WORKERS’ COMPENSATION COURT OF APPEALS
SEPTEMBER 23, 2014

No. WC14-5707

HEADNOTES

CAUSATION - SUBSTANTIAL EVIDENCE.  Substantial evidence, including adequately founded expert medical opinion, supports the compensation judge’s finding that the employee’s work injury was a substantial contributing cause of the employee’s aggravation of her pre-existing cervical, right shoulder, and lumbar conditions, and of the employee’s RSD condition.
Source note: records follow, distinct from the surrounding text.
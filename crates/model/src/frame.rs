//! Captured frames.
//!
//! The camera produces two views of the same sensor:
//!
//! - `Lores`: small planar YUV420 (I420) frames. The Y plane is the
//!   luminance used for detection and calibration.
//! - `Main`: full-size packed RGB888 frames used for stored stills.
//!
//! A `Frame` is owned by whoever captured it; nothing in the engine shares
//! frame buffers between loops.

use std::fmt;

use image::codecs::jpeg::JpegEncoder;
use image::{GrayImage, RgbImage};
use serde::{Deserialize, Serialize};

use stillwatch_common::error::{StillwatchError, StillwatchResult};

/// Which camera stream a frame came from.
#[derive(Debug, Clone, Copy, PartialEq, Eq, Hash, Serialize, Deserialize)]
#[serde(rename_all = "snake_case")]
pub enum StreamId {
    /// Low-resolution, luminance-bearing stream.
    Lores,
    /// Full-resolution colour stream.
    Main,
}

impl fmt::Display for StreamId {
    fn fmt(&self, f: &mut fmt::Formatter<'_>) -> fmt::Result {
        match self {
            StreamId::Lores => f.write_str("lores"),
            StreamId::Main => f.write_str("main"),
        }
    }
}

/// A rectangular pixel buffer tagged with its stream.
#[derive(Clone, PartialEq, Eq)]
pub struct Frame {
    stream: StreamId,
    width: u32,
    height: u32,
    data: Vec<u8>,
}

impl fmt::Debug for Frame {
    fn fmt(&self, f: &mut fmt::Formatter<'_>) -> fmt::Result {
        f.debug_struct("Frame")
            .field("stream", &self.stream)
            .field("width", &self.width)
            .field("height", &self.height)
            .field("bytes", &self.data.len())
            .finish()
    }
}

impl Frame {
    /// Wrap raw bytes, checking the buffer length against the stream layout.
    pub fn new(stream: StreamId, width: u32, height: u32, data: Vec<u8>) -> StillwatchResult<Self> {
        let expected = Self::buffer_len(stream, width, height);
        if width == 0 || height == 0 || data.len() != expected {
            return Err(StillwatchError::camera(format!(
                "{stream} frame {width}x{height} needs {expected} bytes, got {}",
                data.len()
            )));
        }
        Ok(Self {
            stream,
            width,
            height,
            data,
        })
    }

    /// Build a lores frame from a luminance plane, with neutral chroma.
    pub fn lores_from_luma(width: u32, height: u32, luma: Vec<u8>) -> StillwatchResult<Self> {
        let chroma = chroma_plane_len(width, height);
        let mut data = luma;
        data.resize(data.len() + 2 * chroma, 128);
        Self::new(StreamId::Lores, width, height, data)
    }

    /// Bytes needed for a frame of the given stream and size.
    pub fn buffer_len(stream: StreamId, width: u32, height: u32) -> usize {
        let pixels = width as usize * height as usize;
        match stream {
            StreamId::Lores => pixels + 2 * chroma_plane_len(width, height),
            StreamId::Main => pixels * 3,
        }
    }

    pub fn stream(&self) -> StreamId {
        self.stream
    }

    pub fn width(&self) -> u32 {
        self.width
    }

    pub fn height(&self) -> u32 {
        self.height
    }

    pub fn dimensions(&self) -> (u32, u32) {
        (self.width, self.height)
    }

    pub fn as_bytes(&self) -> &[u8] {
        &self.data
    }

    /// The luminance plane. Only the lores stream carries one; reading
    /// brightness from the processed colour stream would feed auto white
    /// balance back into calibration.
    pub fn luma_plane(&self) -> StillwatchResult<&[u8]> {
        match self.stream {
            StreamId::Lores => Ok(&self.data[..self.width as usize * self.height as usize]),
            StreamId::Main => Err(StillwatchError::detection(
                "main stream frames carry no luminance plane",
            )),
        }
    }

    /// Copy the luminance plane into a grayscale image.
    pub fn to_luma_image(&self) -> StillwatchResult<GrayImage> {
        let luma = self.luma_plane()?.to_vec();
        GrayImage::from_raw(self.width, self.height, luma)
            .ok_or_else(|| StillwatchError::detection("luma plane size mismatch"))
    }

    /// Mean of the luminance plane, 0-255.
    pub fn mean_luma(&self) -> StillwatchResult<f64> {
        let luma = self.luma_plane()?;
        let sum: u64 = luma.iter().map(|&v| v as u64).sum();
        Ok(sum as f64 / luma.len() as f64)
    }

    /// Convert to packed RGB. Lores frames go through BT.601 YUV conversion.
    pub fn to_rgb_image(&self) -> StillwatchResult<RgbImage> {
        let rgb = match self.stream {
            StreamId::Main => self.data.clone(),
            StreamId::Lores => yuv420_to_rgb(&self.data, self.width, self.height),
        };
        RgbImage::from_raw(self.width, self.height, rgb)
            .ok_or_else(|| StillwatchError::camera("rgb buffer size mismatch"))
    }

    /// Encode the frame as a JPEG.
    pub fn encode_jpeg(&self, quality: u8) -> StillwatchResult<Vec<u8>> {
        let rgb = self.to_rgb_image()?;
        let mut buf = Vec::new();
        JpegEncoder::new_with_quality(&mut buf, quality.clamp(1, 100))
            .encode_image(&rgb)
            .map_err(|e| StillwatchError::storage(format!("JPEG encode failed: {e}")))?;
        Ok(buf)
    }
}

fn chroma_plane_len(width: u32, height: u32) -> usize {
    width.div_ceil(2) as usize * height.div_ceil(2) as usize
}

fn yuv420_to_rgb(data: &[u8], width: u32, height: u32) -> Vec<u8> {
    let (w, h) = (width as usize, height as usize);
    let cw = width.div_ceil(2) as usize;
    let chroma = chroma_plane_len(width, height);
    let (y_plane, rest) = data.split_at(w * h);
    let (u_plane, v_plane) = rest.split_at(chroma);

    let mut rgb = Vec::with_capacity(w * h * 3);
    for row in 0..h {
        for col in 0..w {
            let y = y_plane[row * w + col] as f32;
            let ci = (row / 2) * cw + col / 2;
            let u = u_plane[ci] as f32 - 128.0;
            let v = v_plane[ci] as f32 - 128.0;
            let r = y + 1.402 * v;
            let g = y - 0.344_136 * u - 0.714_136 * v;
            let b = y + 1.772 * u;
            rgb.push(r.round().clamp(0.0, 255.0) as u8);
            rgb.push(g.round().clamp(0.0, 255.0) as u8);
            rgb.push(b.round().clamp(0.0, 255.0) as u8);
        }
    }
    rgb
}

#[cfg(test)]
mod tests {
    use super::*;

    #[test]
    fn lores_layout_includes_chroma_planes() {
        assert_eq!(Frame::buffer_len(StreamId::Lores, 4, 4), 16 + 2 * 4);
        assert_eq!(Frame::buffer_len(StreamId::Lores, 5, 3), 15 + 2 * 6);
        assert_eq!(Frame::buffer_len(StreamId::Main, 4, 4), 48);
    }

    #[test]
    fn wrong_buffer_length_is_rejected() {
        assert!(Frame::new(StreamId::Main, 4, 4, vec![0; 47]).is_err());
        assert!(Frame::new(StreamId::Lores, 0, 4, Vec::new()).is_err());
    }

    #[test]
    fn mean_luma_reads_only_the_y_plane() {
        let frame = Frame::lores_from_luma(4, 2, vec![100, 100, 100, 100, 200, 200, 200, 200])
            .unwrap();
        assert!((frame.mean_luma().unwrap() - 150.0).abs() < 1e-9);
    }

    #[test]
    fn main_stream_has_no_luma_plane() {
        let frame = Frame::new(StreamId::Main, 2, 2, vec![255; 12]).unwrap();
        assert!(frame.luma_plane().is_err());
        assert!(frame.mean_luma().is_err());
    }

    #[test]
    fn neutral_chroma_converts_to_gray() {
        let frame = Frame::lores_from_luma(2, 2, vec![90; 4]).unwrap();
        let rgb = frame.to_rgb_image().unwrap();
        assert_eq!(rgb.get_pixel(1, 1).0, [90, 90, 90]);
    }

    #[test]
    fn jpeg_output_has_soi_marker() {
        let frame = Frame::new(StreamId::Main, 16, 8, vec![128; 16 * 8 * 3]).unwrap();
        let jpeg = frame.encode_jpeg(80).unwrap();
        assert_eq!(&jpeg[..2], &[0xFF, 0xD8]);
    }
}
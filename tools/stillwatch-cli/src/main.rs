//! Stillwatch CLI: run the engine against a camera device or a synthetic
//! scene and inspect its persisted state.
//!
//! Usage:
//!   stillwatch run [OPTIONS]        Run monitoring on the configured device
//!   stillwatch simulate [OPTIONS]   Run monitoring against a synthetic scene
//!   stillwatch stills [OPTIONS]     List or delete stored stills
//!   stillwatch events [OPTIONS]     Print recent motion events
//!   stillwatch profiles             Print the camera profile table
//!   stillwatch config [OPTIONS]     Print or validate the configuration

use std::path::PathBuf;

use clap::{Parser, Subcommand};

use stillwatch_common::config::{AppConfig, LoggingConfig};

mod commands;

#[derive(Parser)]
#[command(
    name = "stillwatch",
    about = "Motion-triggered still capture with ambient-light calibration",
    version,
    author
)]
struct Cli {
    /// Config file (defaults to the XDG location)
    #[arg(short, long, global = true)]
    config: Option<PathBuf>,

    /// Enable verbose logging
    #[arg(short, long, global = true)]
    verbose: bool,

    /// Emit logs as JSON
    #[arg(long, global = true)]
    json_logs: bool,

    #[command(subcommand)]
    command: Commands,
}

#[derive(Subcommand)]
enum Commands {
    /// Run the engine on the configured camera device (needs the `v4l` feature)
    Run {
        /// Seconds between status lines
        #[arg(long, default_value = "10")]
        status_period: u64,
    },

    /// Run the full engine against a synthetic camera
    Simulate {
        /// How long to run (seconds)
        #[arg(short, long, default_value = "20")]
        duration: u64,

        /// Directory for stills and the event log (overrides the config)
        #[arg(short, long)]
        output: Option<PathBuf>,

        /// Seconds between scene changes
        #[arg(long, default_value = "3")]
        scene_period: u64,

        /// Seconds between status lines
        #[arg(long, default_value = "1")]
        status_period: u64,
    },

    /// Print recent motion events
    Events {
        /// Event log file (overrides the config)
        #[arg(short, long)]
        path: Option<PathBuf>,

        /// Number of events to show
        #[arg(short, long, default_value = "50")]
        limit: usize,

        /// Print raw JSON
        #[arg(long)]
        json: bool,
    },

    /// List stored stills
    Stills {
        /// Delete the named still instead of listing
        #[arg(long, value_name = "NAME")]
        delete: Option<String>,

        /// Print raw JSON
        #[arg(long)]
        json: bool,
    },

    /// Print the camera profile table
    Profiles,

    /// Print the effective configuration
    Config {
        /// Only validate; print nothing on success
        #[arg(long)]
        check: bool,

        /// Write the effective configuration to the config path
        #[arg(long)]
        write: bool,
    },
}

#[tokio::main]
async fn main() -> anyhow::Result<()> {
    let cli = Cli::parse();

    let config = match &cli.config {
        Some(path) => AppConfig::load_from(path)
            .map_err(|e| anyhow::anyhow!("Failed to load config {}: {e}", path.display()))?,
        None => AppConfig::load(),
    };

    let mut logging = LoggingConfig {
        json: cli.json_logs || config.logging.json,
        ..config.logging.clone()
    };
    if cli.verbose {
        logging.level = "debug".to_string();
    }
    stillwatch_common::logging::init_logging(&logging);

    match cli.command {
        Commands::Run { status_period } => commands::run::run(config, status_period).await,
        Commands::Simulate {
            duration,
            output,
            scene_period,
            status_period,
        } => commands::simulate::run(config, duration, output, scene_period, status_period).await,
        Commands::Events { path, limit, json } => commands::events::run(&config, path, limit, json),
        Commands::Stills { delete, json } => commands::stills::run(&config, delete, json),
        Commands::Profiles => commands::profiles::run(),
        Commands::Config { check, write } => commands::config::run(&config, cli.config, check, write),
    }
}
TEMPORARY PARTIAL DISABILITY.  Where the employee used her compensatory, vacation, and sick time to cover her wage loss for medical appointments and time off for reasons related to her work injury, the employee is entitled to reimbursement for the use of leave.

Affirmed.

Determined by:  Milun, C.J., Wilson, J., and Stofferahn, J
Compensation Judge:  William J. Marshall

Attorneys:  DeAnna M. McCashin, Schoep & McCashin, Alexandria, MN, for the Respondent.  Sarah L. Klaassen and Jon C. Saunders, Anderson, Larson, Saunders & Klaassen, Willmar, MN, for the Appellants.

 

OPINION

PATRICIA J. MILUN, Judge

The employer and insurer appeal the compensation judge’s findings that the employee’s work injury aggravated her pre-existing cervical, right shoulder, and lumbar conditions, that the employee’s RSD condition is related to the work injury, that the employee’s medical expenses were reasonable and necessary, and that the employee is entitled to temporary total and temporary partial disability benefits.  We affirm.

BACKGROUND

On March 6, 2013, Allison Weigand, the employee, was working as finance manager for Independent School District No. 2342, the employer, which was insured for workers’ compensation liability by RAM Mutual Insurance.  On that day, the employee slipped and fell while stepping from the employer’s parking lot to the sidewalk, falling with her right arm behind her, and landing on her right hand and right buttock.  After the fall, she experienced pain in her right hand, the right side of her neck, and her right buttock.  The employee notified the employer of the injury, and sought treatment that day from her chiropractor, Dr. Michael Kastner.  The next day, the employee began having difficulty holding a pen and had increased right hand pain, and returned to Dr. Kastner for treatment.  On March 8, 2013, the employee treated with her family doctor, Dr. James Halvorson, at the Sanford Medical Center in Fargo, North Dakota.  He noted that the employee was markedly impaired and took the employee off work, and referred the employee to a Minnesota provider for the work-related injuries.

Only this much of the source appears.